START Data for this task

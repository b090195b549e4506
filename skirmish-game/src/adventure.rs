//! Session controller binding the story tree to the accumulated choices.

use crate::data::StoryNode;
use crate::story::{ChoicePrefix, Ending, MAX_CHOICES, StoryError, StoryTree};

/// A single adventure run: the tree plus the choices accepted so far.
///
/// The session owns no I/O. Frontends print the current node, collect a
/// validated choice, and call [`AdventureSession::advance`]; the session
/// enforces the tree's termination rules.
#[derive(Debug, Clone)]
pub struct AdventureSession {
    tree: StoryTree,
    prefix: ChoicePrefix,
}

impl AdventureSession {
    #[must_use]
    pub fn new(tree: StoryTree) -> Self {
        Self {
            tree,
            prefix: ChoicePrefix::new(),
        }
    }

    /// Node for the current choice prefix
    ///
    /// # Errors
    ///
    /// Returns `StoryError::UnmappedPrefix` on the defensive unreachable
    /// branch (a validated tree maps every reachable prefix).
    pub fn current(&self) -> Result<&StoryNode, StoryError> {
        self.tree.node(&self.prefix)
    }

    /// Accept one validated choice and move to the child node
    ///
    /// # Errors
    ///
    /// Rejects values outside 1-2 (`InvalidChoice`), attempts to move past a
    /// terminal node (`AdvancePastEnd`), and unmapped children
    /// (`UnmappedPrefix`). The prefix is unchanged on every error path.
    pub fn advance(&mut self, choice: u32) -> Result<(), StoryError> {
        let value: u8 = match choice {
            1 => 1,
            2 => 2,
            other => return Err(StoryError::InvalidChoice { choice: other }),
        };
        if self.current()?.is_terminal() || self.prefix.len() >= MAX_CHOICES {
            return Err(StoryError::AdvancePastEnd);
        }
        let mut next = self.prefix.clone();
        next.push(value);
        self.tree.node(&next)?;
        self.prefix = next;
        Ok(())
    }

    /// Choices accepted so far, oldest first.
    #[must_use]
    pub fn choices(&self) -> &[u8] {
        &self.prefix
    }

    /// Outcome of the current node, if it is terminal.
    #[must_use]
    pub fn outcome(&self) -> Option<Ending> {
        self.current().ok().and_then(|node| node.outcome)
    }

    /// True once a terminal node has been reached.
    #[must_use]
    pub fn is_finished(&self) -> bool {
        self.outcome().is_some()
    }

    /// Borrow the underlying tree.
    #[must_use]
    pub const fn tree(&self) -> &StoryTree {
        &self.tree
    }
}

END Data for this task
START Data for this task

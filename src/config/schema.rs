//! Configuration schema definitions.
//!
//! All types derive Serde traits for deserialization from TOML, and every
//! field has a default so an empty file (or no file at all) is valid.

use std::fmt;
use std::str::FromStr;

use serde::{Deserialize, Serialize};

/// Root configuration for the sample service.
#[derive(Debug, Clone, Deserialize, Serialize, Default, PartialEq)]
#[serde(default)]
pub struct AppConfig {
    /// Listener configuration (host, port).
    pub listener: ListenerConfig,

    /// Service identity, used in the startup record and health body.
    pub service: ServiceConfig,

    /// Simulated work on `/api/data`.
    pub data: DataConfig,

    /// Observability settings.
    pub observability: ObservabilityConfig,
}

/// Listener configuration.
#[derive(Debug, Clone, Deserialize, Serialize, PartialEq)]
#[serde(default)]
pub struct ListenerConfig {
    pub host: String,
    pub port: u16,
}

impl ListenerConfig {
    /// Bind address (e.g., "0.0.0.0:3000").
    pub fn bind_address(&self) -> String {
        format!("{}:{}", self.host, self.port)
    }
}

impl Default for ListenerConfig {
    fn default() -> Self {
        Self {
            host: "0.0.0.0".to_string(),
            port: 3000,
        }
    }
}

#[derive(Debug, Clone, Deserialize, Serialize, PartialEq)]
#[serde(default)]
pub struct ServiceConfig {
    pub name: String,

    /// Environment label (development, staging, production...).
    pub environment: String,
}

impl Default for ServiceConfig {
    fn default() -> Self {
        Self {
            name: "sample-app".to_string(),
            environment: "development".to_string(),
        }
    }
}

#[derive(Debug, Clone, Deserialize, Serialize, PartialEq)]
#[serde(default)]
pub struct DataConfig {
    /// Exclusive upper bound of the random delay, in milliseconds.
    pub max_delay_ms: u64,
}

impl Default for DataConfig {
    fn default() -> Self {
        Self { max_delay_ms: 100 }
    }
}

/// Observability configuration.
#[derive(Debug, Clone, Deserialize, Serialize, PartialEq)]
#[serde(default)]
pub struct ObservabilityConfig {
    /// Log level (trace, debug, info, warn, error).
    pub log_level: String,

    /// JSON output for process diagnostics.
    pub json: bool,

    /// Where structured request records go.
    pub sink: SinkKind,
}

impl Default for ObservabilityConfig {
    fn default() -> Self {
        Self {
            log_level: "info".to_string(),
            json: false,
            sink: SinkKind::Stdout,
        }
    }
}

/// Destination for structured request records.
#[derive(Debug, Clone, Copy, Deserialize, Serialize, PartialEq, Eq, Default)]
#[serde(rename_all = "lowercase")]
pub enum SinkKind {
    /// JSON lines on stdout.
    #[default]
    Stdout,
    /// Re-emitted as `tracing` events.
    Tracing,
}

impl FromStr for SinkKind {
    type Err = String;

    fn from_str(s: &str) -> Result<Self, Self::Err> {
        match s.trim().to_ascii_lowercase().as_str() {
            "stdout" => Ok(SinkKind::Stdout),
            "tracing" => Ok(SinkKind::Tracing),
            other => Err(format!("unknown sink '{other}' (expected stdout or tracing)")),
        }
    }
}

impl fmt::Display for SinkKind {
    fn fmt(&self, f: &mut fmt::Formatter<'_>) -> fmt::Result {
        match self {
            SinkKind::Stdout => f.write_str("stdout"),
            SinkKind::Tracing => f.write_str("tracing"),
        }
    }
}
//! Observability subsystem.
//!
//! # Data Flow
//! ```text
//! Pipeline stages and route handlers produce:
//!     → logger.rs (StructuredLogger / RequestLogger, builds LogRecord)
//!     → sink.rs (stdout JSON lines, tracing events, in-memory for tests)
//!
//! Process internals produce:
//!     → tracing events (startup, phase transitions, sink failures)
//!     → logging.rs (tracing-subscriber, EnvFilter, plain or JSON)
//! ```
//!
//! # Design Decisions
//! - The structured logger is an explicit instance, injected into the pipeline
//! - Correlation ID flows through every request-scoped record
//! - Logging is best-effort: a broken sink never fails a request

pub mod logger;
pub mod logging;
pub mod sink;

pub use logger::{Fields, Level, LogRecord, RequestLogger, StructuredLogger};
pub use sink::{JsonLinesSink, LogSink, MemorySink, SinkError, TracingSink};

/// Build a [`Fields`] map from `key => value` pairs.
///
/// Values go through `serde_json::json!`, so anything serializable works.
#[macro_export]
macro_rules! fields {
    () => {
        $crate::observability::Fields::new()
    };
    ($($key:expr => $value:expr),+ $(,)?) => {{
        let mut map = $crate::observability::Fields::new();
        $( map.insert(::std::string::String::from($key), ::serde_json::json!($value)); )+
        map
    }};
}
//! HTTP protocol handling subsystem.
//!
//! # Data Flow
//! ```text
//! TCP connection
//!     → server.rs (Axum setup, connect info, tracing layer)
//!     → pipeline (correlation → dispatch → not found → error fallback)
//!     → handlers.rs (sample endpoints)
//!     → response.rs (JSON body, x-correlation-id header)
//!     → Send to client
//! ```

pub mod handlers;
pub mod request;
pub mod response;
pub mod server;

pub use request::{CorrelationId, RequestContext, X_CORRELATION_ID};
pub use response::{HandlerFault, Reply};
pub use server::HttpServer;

END Data for this task
START Data for this task

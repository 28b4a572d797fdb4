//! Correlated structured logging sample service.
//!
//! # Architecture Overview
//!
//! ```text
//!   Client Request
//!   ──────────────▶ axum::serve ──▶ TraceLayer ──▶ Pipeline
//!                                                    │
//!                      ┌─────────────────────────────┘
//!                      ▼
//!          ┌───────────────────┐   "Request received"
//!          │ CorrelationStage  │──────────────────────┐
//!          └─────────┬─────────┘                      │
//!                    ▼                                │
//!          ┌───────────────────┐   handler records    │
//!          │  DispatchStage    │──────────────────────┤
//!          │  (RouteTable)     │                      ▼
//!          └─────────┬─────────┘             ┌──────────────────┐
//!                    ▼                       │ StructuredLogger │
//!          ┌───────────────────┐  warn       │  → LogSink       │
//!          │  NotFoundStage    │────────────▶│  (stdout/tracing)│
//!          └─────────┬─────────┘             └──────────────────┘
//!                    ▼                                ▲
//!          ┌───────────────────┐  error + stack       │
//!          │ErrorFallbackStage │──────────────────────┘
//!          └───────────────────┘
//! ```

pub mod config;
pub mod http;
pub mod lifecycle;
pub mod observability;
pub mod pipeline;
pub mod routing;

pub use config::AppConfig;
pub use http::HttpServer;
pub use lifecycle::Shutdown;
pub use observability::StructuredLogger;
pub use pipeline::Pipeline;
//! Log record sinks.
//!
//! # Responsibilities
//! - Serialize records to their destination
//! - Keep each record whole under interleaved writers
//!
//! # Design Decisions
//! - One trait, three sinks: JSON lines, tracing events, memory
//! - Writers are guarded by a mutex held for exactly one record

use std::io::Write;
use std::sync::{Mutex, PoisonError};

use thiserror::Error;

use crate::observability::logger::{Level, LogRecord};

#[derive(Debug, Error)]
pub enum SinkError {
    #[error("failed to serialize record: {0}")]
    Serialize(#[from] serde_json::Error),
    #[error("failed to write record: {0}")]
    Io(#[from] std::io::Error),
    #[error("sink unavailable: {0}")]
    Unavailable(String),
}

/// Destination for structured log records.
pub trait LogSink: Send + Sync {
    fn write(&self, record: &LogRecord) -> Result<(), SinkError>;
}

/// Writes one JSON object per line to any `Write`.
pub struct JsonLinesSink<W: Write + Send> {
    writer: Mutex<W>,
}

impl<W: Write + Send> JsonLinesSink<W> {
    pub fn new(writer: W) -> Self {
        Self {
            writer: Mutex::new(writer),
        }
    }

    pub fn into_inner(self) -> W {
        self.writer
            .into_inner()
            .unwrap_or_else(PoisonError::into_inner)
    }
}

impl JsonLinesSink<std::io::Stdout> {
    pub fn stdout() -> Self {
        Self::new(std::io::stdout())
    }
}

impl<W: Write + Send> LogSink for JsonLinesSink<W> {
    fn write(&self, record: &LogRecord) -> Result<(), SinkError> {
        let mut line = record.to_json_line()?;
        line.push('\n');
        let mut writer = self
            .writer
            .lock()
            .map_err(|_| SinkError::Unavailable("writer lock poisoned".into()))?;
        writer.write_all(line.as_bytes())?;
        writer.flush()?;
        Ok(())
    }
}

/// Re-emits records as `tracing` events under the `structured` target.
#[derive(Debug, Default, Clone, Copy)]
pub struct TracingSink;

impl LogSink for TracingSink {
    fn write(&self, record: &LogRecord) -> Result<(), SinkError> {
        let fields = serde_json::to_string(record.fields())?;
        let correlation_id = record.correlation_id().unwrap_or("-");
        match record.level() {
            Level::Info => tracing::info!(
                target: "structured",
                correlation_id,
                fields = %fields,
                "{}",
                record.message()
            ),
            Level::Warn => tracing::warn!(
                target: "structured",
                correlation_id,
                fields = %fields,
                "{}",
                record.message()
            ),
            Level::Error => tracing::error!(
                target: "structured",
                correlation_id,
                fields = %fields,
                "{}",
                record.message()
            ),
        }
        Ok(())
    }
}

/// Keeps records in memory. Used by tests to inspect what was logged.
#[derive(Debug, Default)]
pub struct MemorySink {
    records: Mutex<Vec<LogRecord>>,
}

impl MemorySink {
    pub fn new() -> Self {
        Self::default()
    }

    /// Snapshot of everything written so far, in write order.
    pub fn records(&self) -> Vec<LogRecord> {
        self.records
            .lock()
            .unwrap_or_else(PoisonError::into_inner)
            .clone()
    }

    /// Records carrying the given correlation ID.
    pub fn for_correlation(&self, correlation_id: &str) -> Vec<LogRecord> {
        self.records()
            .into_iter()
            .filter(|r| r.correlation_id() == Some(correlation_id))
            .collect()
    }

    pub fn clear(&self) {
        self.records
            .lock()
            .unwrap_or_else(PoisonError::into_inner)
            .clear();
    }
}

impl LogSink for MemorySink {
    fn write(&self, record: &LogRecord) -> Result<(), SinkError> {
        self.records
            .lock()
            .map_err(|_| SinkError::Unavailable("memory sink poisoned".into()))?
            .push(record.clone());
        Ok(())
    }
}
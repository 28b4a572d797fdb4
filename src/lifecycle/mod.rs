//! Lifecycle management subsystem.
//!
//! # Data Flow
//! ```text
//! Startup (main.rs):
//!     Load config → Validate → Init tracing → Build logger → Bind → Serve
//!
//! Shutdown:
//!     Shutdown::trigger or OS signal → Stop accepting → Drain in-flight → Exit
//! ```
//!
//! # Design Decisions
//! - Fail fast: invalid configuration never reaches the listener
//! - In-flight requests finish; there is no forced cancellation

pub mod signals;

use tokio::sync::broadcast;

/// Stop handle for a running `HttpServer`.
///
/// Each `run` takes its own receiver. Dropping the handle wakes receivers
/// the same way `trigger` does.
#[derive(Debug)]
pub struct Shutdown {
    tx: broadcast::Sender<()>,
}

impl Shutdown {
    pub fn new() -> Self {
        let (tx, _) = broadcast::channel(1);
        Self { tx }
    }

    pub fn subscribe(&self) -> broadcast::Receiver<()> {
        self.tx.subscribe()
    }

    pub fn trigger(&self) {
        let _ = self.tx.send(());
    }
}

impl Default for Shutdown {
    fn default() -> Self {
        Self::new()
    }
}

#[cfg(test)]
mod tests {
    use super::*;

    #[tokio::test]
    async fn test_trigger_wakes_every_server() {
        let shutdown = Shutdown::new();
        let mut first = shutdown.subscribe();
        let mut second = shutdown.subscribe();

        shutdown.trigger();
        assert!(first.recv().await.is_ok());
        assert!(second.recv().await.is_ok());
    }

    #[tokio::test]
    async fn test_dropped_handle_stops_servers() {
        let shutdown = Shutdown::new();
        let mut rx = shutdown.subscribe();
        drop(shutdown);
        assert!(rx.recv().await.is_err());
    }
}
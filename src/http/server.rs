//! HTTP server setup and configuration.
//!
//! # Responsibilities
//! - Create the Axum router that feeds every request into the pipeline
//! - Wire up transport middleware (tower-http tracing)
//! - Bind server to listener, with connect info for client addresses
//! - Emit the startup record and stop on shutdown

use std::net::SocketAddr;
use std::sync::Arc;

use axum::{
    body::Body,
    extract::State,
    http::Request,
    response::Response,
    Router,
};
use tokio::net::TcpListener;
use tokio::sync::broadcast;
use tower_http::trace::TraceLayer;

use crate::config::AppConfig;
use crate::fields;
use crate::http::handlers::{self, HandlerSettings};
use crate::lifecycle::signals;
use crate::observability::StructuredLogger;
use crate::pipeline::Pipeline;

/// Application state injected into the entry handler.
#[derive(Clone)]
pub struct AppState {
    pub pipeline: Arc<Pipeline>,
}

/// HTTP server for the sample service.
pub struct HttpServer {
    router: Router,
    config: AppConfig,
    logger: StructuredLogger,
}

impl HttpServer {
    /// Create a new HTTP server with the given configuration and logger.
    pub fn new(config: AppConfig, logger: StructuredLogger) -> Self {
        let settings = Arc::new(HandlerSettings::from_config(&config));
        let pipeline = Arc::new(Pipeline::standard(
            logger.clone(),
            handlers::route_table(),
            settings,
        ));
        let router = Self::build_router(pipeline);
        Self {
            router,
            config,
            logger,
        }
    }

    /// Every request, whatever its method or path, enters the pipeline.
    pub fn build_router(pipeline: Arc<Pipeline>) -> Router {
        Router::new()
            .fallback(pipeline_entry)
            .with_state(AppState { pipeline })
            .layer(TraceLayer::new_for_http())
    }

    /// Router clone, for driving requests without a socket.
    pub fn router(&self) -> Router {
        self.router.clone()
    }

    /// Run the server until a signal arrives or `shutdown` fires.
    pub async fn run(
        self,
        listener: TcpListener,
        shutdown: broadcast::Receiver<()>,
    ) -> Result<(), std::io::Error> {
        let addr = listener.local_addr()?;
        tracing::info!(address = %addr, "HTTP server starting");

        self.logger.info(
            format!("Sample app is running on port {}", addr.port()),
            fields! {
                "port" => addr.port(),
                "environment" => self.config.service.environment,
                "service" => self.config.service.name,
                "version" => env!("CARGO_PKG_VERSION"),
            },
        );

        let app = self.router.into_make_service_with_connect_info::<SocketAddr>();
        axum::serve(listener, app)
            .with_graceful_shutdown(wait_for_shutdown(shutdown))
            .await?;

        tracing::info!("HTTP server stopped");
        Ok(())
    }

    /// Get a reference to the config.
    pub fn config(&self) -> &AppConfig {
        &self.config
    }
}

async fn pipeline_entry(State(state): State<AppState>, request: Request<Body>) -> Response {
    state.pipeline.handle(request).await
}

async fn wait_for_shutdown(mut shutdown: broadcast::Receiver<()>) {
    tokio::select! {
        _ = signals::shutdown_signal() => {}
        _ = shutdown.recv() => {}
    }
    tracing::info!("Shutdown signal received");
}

END Data for this task

→ Instructions to follow: Among the records above, only the lines between the line holding "repository b090195b549e4506" and the line holding "if self.current()?.is_terminal() ||", inclusive, are to be output, exactly as written.

→ Exercise output:
repository b090195b549e4506
filename skirmish-game/src/adventure.rs
//! Session controller binding the story tree to the accumulated choices.

use crate::data::StoryNode;
use crate::story::{ChoicePrefix, Ending, MAX_CHOICES, StoryError, StoryTree};

/// A single adventure run: the tree plus the choices accepted so far.
///
/// The session owns no I/O. Frontends print the current node, collect a
/// validated choice, and call [`AdventureSession::advance`]; the session
/// enforces the tree's termination rules.
#[derive(Debug, Clone)]
pub struct AdventureSession {
    tree: StoryTree,
    prefix: ChoicePrefix,
}

impl AdventureSession {
    #[must_use]
    pub fn new(tree: StoryTree) -> Self {
        Self {
            tree,
            prefix: ChoicePrefix::new(),
        }
    }

    /// Node for the current choice prefix
    ///
    /// # Errors
    ///
    /// Returns `StoryError::UnmappedPrefix` on the defensive unreachable
    /// branch (a validated tree maps every reachable prefix).
    pub fn current(&self) -> Result<&StoryNode, StoryError> {
        self.tree.node(&self.prefix)
    }

    /// Accept one validated choice and move to the child node
    ///
    /// # Errors
    ///
    /// Rejects values outside 1-2 (`InvalidChoice`), attempts to move past a
    /// terminal node (`AdvancePastEnd`), and unmapped children
    /// (`UnmappedPrefix`). The prefix is unchanged on every error path.
    pub fn advance(&mut self, choice: u32) -> Result<(), StoryError> {
        let value: u8 = match choice {
            1 => 1,
            2 => 2,
            other => return Err(StoryError::InvalidChoice { choice: other }),
        };
        if self.current()?.is_terminal() || self.prefix.len() >= MAX_CHOICES {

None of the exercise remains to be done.